Taoiseach Brian Cowen, who last week admitted his authority had been damaged by the unravelling of the Budget, is now facing barely concealed disaffection from within his Cabinet.
The Sunday Independent has been informed that a majority of the Cabinet did not know what taxation changes were contained in the Budget until an hour before they were publicly announced by Finance Minister Brian Lenihan.
This extraordinary situation arose even though the Cabinet had held several meetings, some lasting up to six hours, to discuss the Budget before it was delivered by Mr Lenihan two weeks ago.
On September 3, the Government announced its decision to move the Budget forward to October 14 in the face of the deteriorating economic situation.
Cabinet ministers were told to go back to their departments to secure about €2bn in savings. "But they were never given the totality of the picture," an informed source said.
Ministers were, it is said, shown only one side of the balance sheet, but were told "you can't see the other, because it's not appropriate". A senior political source said: "The Budget was an accident waiting to happen."
The Sunday Independent understands that only Mr Cowen, Mr Lenihan and Tanaiste Mary Coughlan, with senior civil servants, were
See Analysis Pages 3, 4, 5, 22, 24, 25, 26, 27 & 36
privy to crucial elements of the Budget relating to taxation, until a very late stage.
It was notable last week that most Fianna Fail members of the Cabinet did not publicly come to the defence of the Government at a time when the Budget was unravelling.
While the Government announced u-turns in relation to the medical card controversy and the one per cent income levy, senior ministers kept a low profile, leaving the Taoiseach and his finance minister to take the flak. Ms Coughlan's political stock has also dramatically declined in recent weeks.
The Government will remain under sustained pressure this week to reverse other contentious aspects of the Budget, with the focus on education cuts in particular.
There seems to be no alternative for the Government but to hold the line on the class size changes, notwithstanding the furore likely to break this week on that issue. The feeling at the moment is that if the Government were to back down on this, the entire Budget would unravel, making a General Election almost inevitable.
Mr Cowen, when he returns from China, will be anxious that his senior ministers display a more united front. However, informed sources have told the Sunday Independent that at least four members of the Cabinet are disaffected beneath a surface loyalty to the Taoiseach.
Some are said not to have liked the way in which Mr Cowen came to be anointed the leader of Fianna Fail, and then for him to immediately set up Mr Lenihan as his possible successor. Others are said to be unhappy that Mr Cowen is perceived to have demoted them on his election as Taoiseach.
Many in the Cabinet are said to resent the manner in which Mr Cowen concentrates power in the hands of the triumvirate of himself, Mr Lenihan and Ms Coughlan.
Members of the Government are said to feel "excluded and sore" at the way this was done from day one of Mr Cowen's new government.

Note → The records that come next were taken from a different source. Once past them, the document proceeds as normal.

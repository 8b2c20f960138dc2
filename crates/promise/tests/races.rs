//! Resolution vs. cancellation races across threads.

use std::future::IntoFuture;
use std::sync::atomic::{AtomicUsize, Ordering};
use std::sync::{Arc, Barrier};
use std::time::Duration;
use tether_core::PromiseStatus;
use tether_promise::{AsyncPromise, PromiseError};

#[test]
fn exactly_one_completion_wins_under_contention() {
    for _ in 0..200 {
        let promise: AsyncPromise<usize> = AsyncPromise::new();
        let notified = Arc::new(AtomicUsize::new(0));
        let n = notified.clone();
        promise.on_processed(move |_| {
            n.fetch_add(1, Ordering::SeqCst);
        });

        let barrier = Arc::new(Barrier::new(4));
        let wins = Arc::new(AtomicUsize::new(0));
        let handles: Vec<_> = (0..4)
            .map(|i| {
                let p = promise.clone();
                let b = barrier.clone();
                let w = wins.clone();
                std::thread::spawn(move || {
                    b.wait();
                    let won = if i % 2 == 0 { p.cancel() } else { p.set_result(i) };
                    if won {
                        w.fetch_add(1, Ordering::SeqCst);
                    }
                })
            })
            .collect();
        for h in handles {
            h.join().unwrap();
        }

        assert_eq!(wins.load(Ordering::SeqCst), 1);
        assert_eq!(notified.load(Ordering::SeqCst), 1);
        assert!(matches!(
            promise.status(),
            PromiseStatus::Cancelled | PromiseStatus::Succeeded
        ));
    }
}

#[test]
fn many_waiters_observe_the_same_outcome() {
    let promise: AsyncPromise<String> = AsyncPromise::new();
    let waiters: Vec<_> = (0..8)
        .map(|_| {
            let p = promise.clone();
            std::thread::spawn(move || p.blocking_get(Some(Duration::from_secs(5))))
        })
        .collect();

    std::thread::sleep(Duration::from_millis(10));
    promise.set_result("shared".to_string());

    for w in waiters {
        assert_eq!(w.join().unwrap().unwrap(), "shared");
    }
}

#[tokio::test(flavor = "multi_thread", worker_threads = 2)]
async fn async_and_blocking_waiters_mix() {
    let promise: AsyncPromise<u32> = AsyncPromise::new();
    let blocking = {
        let p = promise.clone();
        tokio::task::spawn_blocking(move || p.blocking_get(None))
    };
    let awaiting = tokio::spawn(promise.clone().into_future());

    promise.cancel();

    assert!(matches!(
        blocking.await.unwrap(),
        Err(PromiseError::Cancelled)
    ));
    assert!(matches!(awaiting.await.unwrap(), Err(PromiseError::Cancelled)));
}
//! Panic payload formatting shared by every place that catches callback panics.

use std::any::Any;

/// Best-effort text of a caught panic payload.
pub fn panic_message(payload: &(dyn Any + Send)) -> String {
    if let Some(s) = payload.downcast_ref::<&str>() {
        (*s).to_string()
    } else if let Some(s) = payload.downcast_ref::<String>() {
        s.clone()
    } else {
        "non-string panic payload".to_string()
    }
}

The Sunday Independent reported the first rumblings of discontent at Mr Cowen's leadership style shortly after he was elected Taoiseach in May. Unhappiness within the parliamentary party has now reached the Cabinet, and is likely to be publicly confirmed unless Mr Cowen changes his approach.
Pressure on him to adopt a more embracing leadership style will increase after the Budget debacle. A supplementary Budget, possibly early in the New Year, is now anticipated.
Many in Fianna Fail are fearful that the party will face electoral disaster at the local and European elections in June.
With the stability of the Government also under threat following events last week, Mr Cowen's leadership will come up for more open discussion within the party.
An informed source said: "If ministers had been given the full picture in the weeks leading up to the Budget, it is likely the disaster that was this Budget would not have occurred."
He added: "The medical card changes and changes in class sizes would have saved the Exchequer about €200m. A half of a per cent increase in VAT, to 21.5 per cent, raised an extra €247m.
"If VAT had been increased from 21 to 22 per cent, it would have raised double that amount in extra revenue, more than the medical card changes and the class size changes saved when put together."